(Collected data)
▬▬▬▬▬▬▬▬▬▬
impl<C: 'static> Parser<C> {
    pub fn new() -> Self {
        let mut parser = Self {
            table: vt500_table(),
            state: ParserState::Ground,
            params: Params::new(),
            collect: 0,
            print_handler: None,
            execute_handlers: HashMap::new(),
            csi_handlers: HashMap::new(),
            esc_handlers: HashMap::new(),
            osc: OscParser::new(),
            dcs: DcsParser::new(),
        };
        parser.params.add_param(0);
        // swallow 7-bit ST (ESC \) so string terminators stay silent
        parser.register_esc(ident(None, &[], b'\\'), |_| true);
        parser
    }

    pub fn state_is_ground(&self) -> bool {
        self.state == ParserState::Ground
    }

    // --- handler registration ------------------------------------------

    pub fn set_print_handler(&mut self, handler: impl FnMut(&mut C, &[u32]) + 'static) {
        self.print_handler = Some(Box::new(handler));
    }

    pub fn set_execute_handler(&mut self, code: u8, handler: impl FnMut(&mut C) + 'static) {
        self.execute_handlers.insert(code, Box::new(handler));
    }

    /// Register a CSI handler; later registrations for the same identifier
    /// take precedence
    pub fn register_csi(
        &mut self,
        ident: u32,
        handler: impl FnMut(&mut C, &Params) -> bool + 'static,
    ) {
        self.csi_handlers
            .entry(ident)
            .or_default()
            .push(Box::new(handler));
    }

    pub fn register_esc(&mut self, ident: u32, handler: impl FnMut(&mut C) -> bool + 'static) {
        self.esc_handlers
            .entry(ident)
            .or_default()
            .push(Box::new(handler));
    }

    pub fn register_osc(&mut self, id: i32, handler: Box<dyn OscHandler<C>>) {
        self.osc.register(id, handler);
    }

    /// Register a buffering string handler for an OSC number
    pub fn register_osc_str(
        &mut self,
        id: i32,
        handler: impl FnMut(&mut C, &str) -> bool + 'static,
    ) {
        self.osc.register(id, Box::new(OscStringHandler::new(handler)));
    }

    pub fn register_dcs(&mut self, ident: u32, handler: Box<dyn DcsHandler<C>>) {
        self.dcs.register(ident, handler);
    }

    /// Register a buffering string handler for a DCS identifier
    pub fn register_dcs_str(
        &mut self,
        ident: u32,
        handler: impl FnMut(&mut C, &str, &Params) -> bool + 'static,
    ) {
        self.dcs.register(ident, Box::new(DcsStringHandler::new(handler)));
    }

    // --- lifecycle -----------------------------------------------------

    /// Back to ground, aborting any partially collected sequence
    pub fn reset(&mut self, ctx: &mut C) {
        self.state = ParserState::Ground;
        self.osc.reset(ctx);
        self.dcs.reset(ctx);
        self.clear_sequence();
    }

    fn clear_sequence(&mut self) {
        self.params.reset();
        self.params.add_param(0);
        self.collect = 0;
    }

    // --- main loop -----------------------------------------------------

    /// Process a chunk of UTF-32 codepoints
    pub fn parse(&mut self, ctx: &mut C, data: &[u32]) {
        let len = data.len();
        let mut i = 0;
        while i < len {
            let mut code = data[i];
            let (action, next) = self.table.transition(self.state, code);
            let mut next_state = next;

            match action {
                ParserAction::Print => {
                    // batch the whole printable run into one handler call
                    let mut j = i + 1;
                    while j < len {
                        code = data[j];
                        if code < 0x20 || (code > 0x7E && code < NON_ASCII_PRINTABLE) {
                            break;
                        }
                        j += 1;
                    }
                    if let Some(handler) = self.print_handler.as_mut() {
                        handler(ctx, &data[i..j]);
                    }
                    i = j - 1;
                }
                ParserAction::Execute => {
                    match self.execute_handlers.get_mut(&(code as u8)) {
                        Some(handler) => handler(ctx),
                        None => debug!(code, "unhandled control code"),
                    }
                }
                ParserAction::Ignore => {}
                ParserAction::Error => {
                    // invalid transition: fail soft, the table already
                    // routed us back to ground
                    debug!(code, state = ?self.state, "parser error transition");
                }
                ParserAction::CsiDispatch => {
                    let id = self.collect << 8 | code;
                    match self.csi_handlers.get_mut(&id) {
                        Some(handlers) => {
                            let handled = handlers
                                .iter_mut()
                                .rev()
                                .any(|handler| handler(ctx, &self.params));
                            if !handled {
                                debug!(ident = %ident_to_string(id), "CSI not handled");
                            }
                        }
                        None => debug!(ident = %ident_to_string(id), "unknown CSI"),
                    }
                }
                ParserAction::Param => {
                    // inner loop: digits, ';' and ':'
                    loop {
                        match code {
                            0x3B => self.params.add_param(0),
                            0x3A => self.params.add_sub_param(-1),
                            _ => self.params.add_digit((code - 0x30) as u8),
                        }
                        i += 1;
                        if i >= len {
                            break;
                        }
                        code = data[i];
                        if !(0x30..0x3C).contains(&code) {
                            break;
                        }
                    }
                    i -= 1;
                }
                ParserAction::Collect => {
                    self.collect = self.collect << 8 | code;
                }
                ParserAction::EscDispatch => {
                    let id = self.collect << 8 | code;
                    match self.esc_handlers.get_mut(&id) {
                        Some(handlers) => {
                            let handled = handlers.iter_mut().rev().any(|handler| handler(ctx));
                            if !handled {
                                debug!(ident = %ident_to_string(id), "ESC not handled");
                            }
                        }
                        None => debug!(ident = %ident_to_string(id), "unknown ESC"),
                    }
                }
                ParserAction::Clear => self.clear_sequence(),
                ParserAction::DcsHook => {
                    let id = self.collect << 8 | code;
                    self.dcs.hook(ctx, id, &self.params);
                }
                ParserAction::DcsPut => {
                    let mut j = i + 1;
                    while j < len {
                        code = data[j];
                        if code == 0x18
                            || code == 0x1A
                            || code == 0x1B
                            || code == 0x7F
                            || (code > 0x7F && code < NON_ASCII_PRINTABLE)
                        {
                            break;
                        }
                        j += 1;
                    }
                    self.dcs.put(&data[i..j]);
                    i = j - 1;
                }
                ParserAction::DcsUnhook => {
                    self.dcs.unhook(ctx, code != 0x18 && code != 0x1A);
                    if code == 0x1B {
                        // ESC both terminates the string and opens a new
                        // escape sequence
                        next_state = ParserState::Escape;
                    }
                    self.clear_sequence();
                }
                ParserAction::OscStart => self.osc.start(ctx),
                ParserAction::OscPut => {
                    let mut j = i + 1;
                    while j < len {
                        code = data[j];
                        if code < 0x20 || (code > 0x7F && code < NON_ASCII_PRINTABLE) {
                            break;
                        }
                        j += 1;
                    }
                    self.osc.put(&data[i..j]);
                    i = j - 1;
                }
                ParserAction::OscEnd => {
                    self.osc.end(ctx, code != 0x18 && code != 0x1A);
                    if code == 0x1B {
                        next_state = ParserState::Escape;
                    }
                    self.clear_sequence();
                }
            }

            self.state = next_state;
            i += 1;
        }
    }
}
▬▬▬▬▬▬▬▬▬▬
Which lines of the entries above contain the string "identifier"? Copy each one.

• **Response below**
    /// Register a CSI handler; later registrations for the same identifier
    /// Register a buffering string handler for a DCS identifier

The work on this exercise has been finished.